Soviet Union

Soviet Union
   The Soviet Union inherited tsarist Russia's interest in and sometimes influence over Kurdistan. During the Cold War, many in the West believed that the Kurds offered a possible fifth column to facilitate Soviet expansion into the Middle East. In retrospect, however, this Soviet role was largely exaggerated because the Soviets usually calculated that supporting the regional governments in which the Kurds lived would prove more useful. Certainly among the great powers, Great Britain played a much more important historical role regarding the Kurds. In more recent years, the United States has inherited this position.
   Early in its history, the Soviet Union signed a Treaty of Friendship with Kemalist Turkey. The resulting relationship gave invaluable aid to both fledgling states and certainly helped Turkey to suppress its Kurdish population. At one time or another the Soviet Union also gave important support to Iraq and Syria, to the detriment of their Kurdish populations.
   On the other hand, it is true that the Soviet Union was the only foreign backer of the ill-fated Mahabad Republic of Kurdistan in 1946 and also offered a home to the exiled Mulla Mustafa Barzani from 1947 to 1958. Indeed, Barzani was for a time called the Red Mulla, a title that proved ludicrous, however, given his subsequent career. During the 1920s, the Soviet Union also housed a Red Kurdistan in Lachin, but this experiment was dropped by the end of the decade.
   Joseph Stalin exiled many Kurds to central Asia during the 1930s and 1940s. Some claim that as many as 1,000,000 largely assimilated Kurds now live in various parts of the former Soviet Union. Although most experts list considerably smaller figures, probably at least 200,000 Kurds presently inhabit the area.

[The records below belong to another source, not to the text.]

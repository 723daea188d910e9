//! Sugar-distribution map loader.
//!
//! # Input format
//!
//! A plain-text numeric matrix: one line per grid row, whitespace-separated
//! non-negative numbers, exactly `height` rows of `width` columns.  Row
//! index maps to the grid `y` coordinate and column index to `x`.  Blank
//! lines are ignored.
//!
//! ```text
//! 0 0 1 1 0
//! 0 2 3 2 0
//! 0 1 2 1 0
//! ```
//!
//! Values are each cell's *maximum* sugar capacity.  Fractional values are
//! accepted and truncated; negative or non-numeric tokens are a hard parse
//! failure (a malformed map aborts model construction).

use std::io::Read;
use std::path::Path;

use sugar_core::GridPos;

use crate::{MapError, MapResult};

/// A parsed resource-capacity matrix.
#[derive(Clone, Debug)]
#[cfg_attr(feature = "serde", derive(serde::Serialize, serde::Deserialize))]
pub struct SugarMap {
    width: u32,
    height: u32,
    /// Row-major capacities.  Length = `width * height`.
    values: Vec<u32>,
}

impl SugarMap {
    /// Parse a map from any `Read` source.
    ///
    /// Useful for testing (pass a `std::io::Cursor`) or for embedded map
    /// text in demo binaries.
    pub fn from_reader<R: Read>(mut reader: R) -> MapResult<Self> {
        let mut text = String::new();
        reader.read_to_string(&mut text)?;

        let mut width: Option<usize> = None;
        let mut values: Vec<u32> = Vec::new();
        let mut rows = 0usize;

        for (line_no, line) in text.lines().enumerate() {
            if line.trim().is_empty() {
                continue;
            }
            rows += 1;
            let row_start = values.len();

            for (col, token) in line.split_whitespace().enumerate() {
                let v: f64 = token.parse().map_err(|_| MapError::Parse {
                    row: line_no + 1,
                    col: col + 1,
                    token: token.to_owned(),
                })?;
                if !v.is_finite() {
                    return Err(MapError::Parse {
                        row: line_no + 1,
                        col: col + 1,
                        token: token.to_owned(),
                    });
                }
                if v < 0.0 {
                    return Err(MapError::Negative {
                        row: line_no + 1,
                        col: col + 1,
                    });
                }
                values.push(v as u32);
            }

            let got = values.len() - row_start;
            match width {
                None if got == 0 => return Err(MapError::Empty),
                None => width = Some(got),
                Some(expected) if got != expected => {
                    return Err(MapError::RaggedRow {
                        row: line_no + 1,
                        expected,
                        got,
                    });
                }
                Some(_) => {}
            }
        }

        let width = width.ok_or(MapError::Empty)?;
        Ok(Self {
            width: width as u32,
            height: rows as u32,
            values,
        })
    }

    /// Read and parse a map file.
    pub fn from_path(path: &Path) -> MapResult<Self> {
        let file = std::fs::File::open(path)?;
        Self::from_reader(file)
    }

    // ── Dimensions ────────────────────────────────────────────────────────

    pub fn width(&self) -> u32 {
        self.width
    }

    pub fn height(&self) -> u32 {
        self.height
    }

    /// `(width, height)` pair for dimension checks against the grid.
    pub fn dimensions(&self) -> (u32, u32) {
        (self.width, self.height)
    }

    // ── Lookups ───────────────────────────────────────────────────────────

    /// Maximum sugar capacity at `pos`.  `pos` must be in bounds.
    #[inline]
    pub fn capacity_at(&self, pos: GridPos) -> u32 {
        debug_assert!(pos.x < self.width && pos.y < self.height);
        self.values[pos.y as usize * self.width as usize + pos.x as usize]
    }

    /// Sum of all cell capacities — the map's total carrying capacity.
    pub fn total_capacity(&self) -> u64 {
        self.values.iter().map(|&v| v as u64).sum()
    }
}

   The communist party's organizational style influenced (and still does) that of the Kurdistan Workers Party (PKK), Patriotic Union of Kurdistan (PUK), and even the more conservative Kurdistan Democratic Party (KDP) with terms such as politburo and central committee. Although it is true that the PKK began life as an avowedly Marxist party, as to some extent did even the PUK, in the long run little should be assumed by such organizational titles other than they were at the time the fad.

Historical Dictionary of the Kurds. .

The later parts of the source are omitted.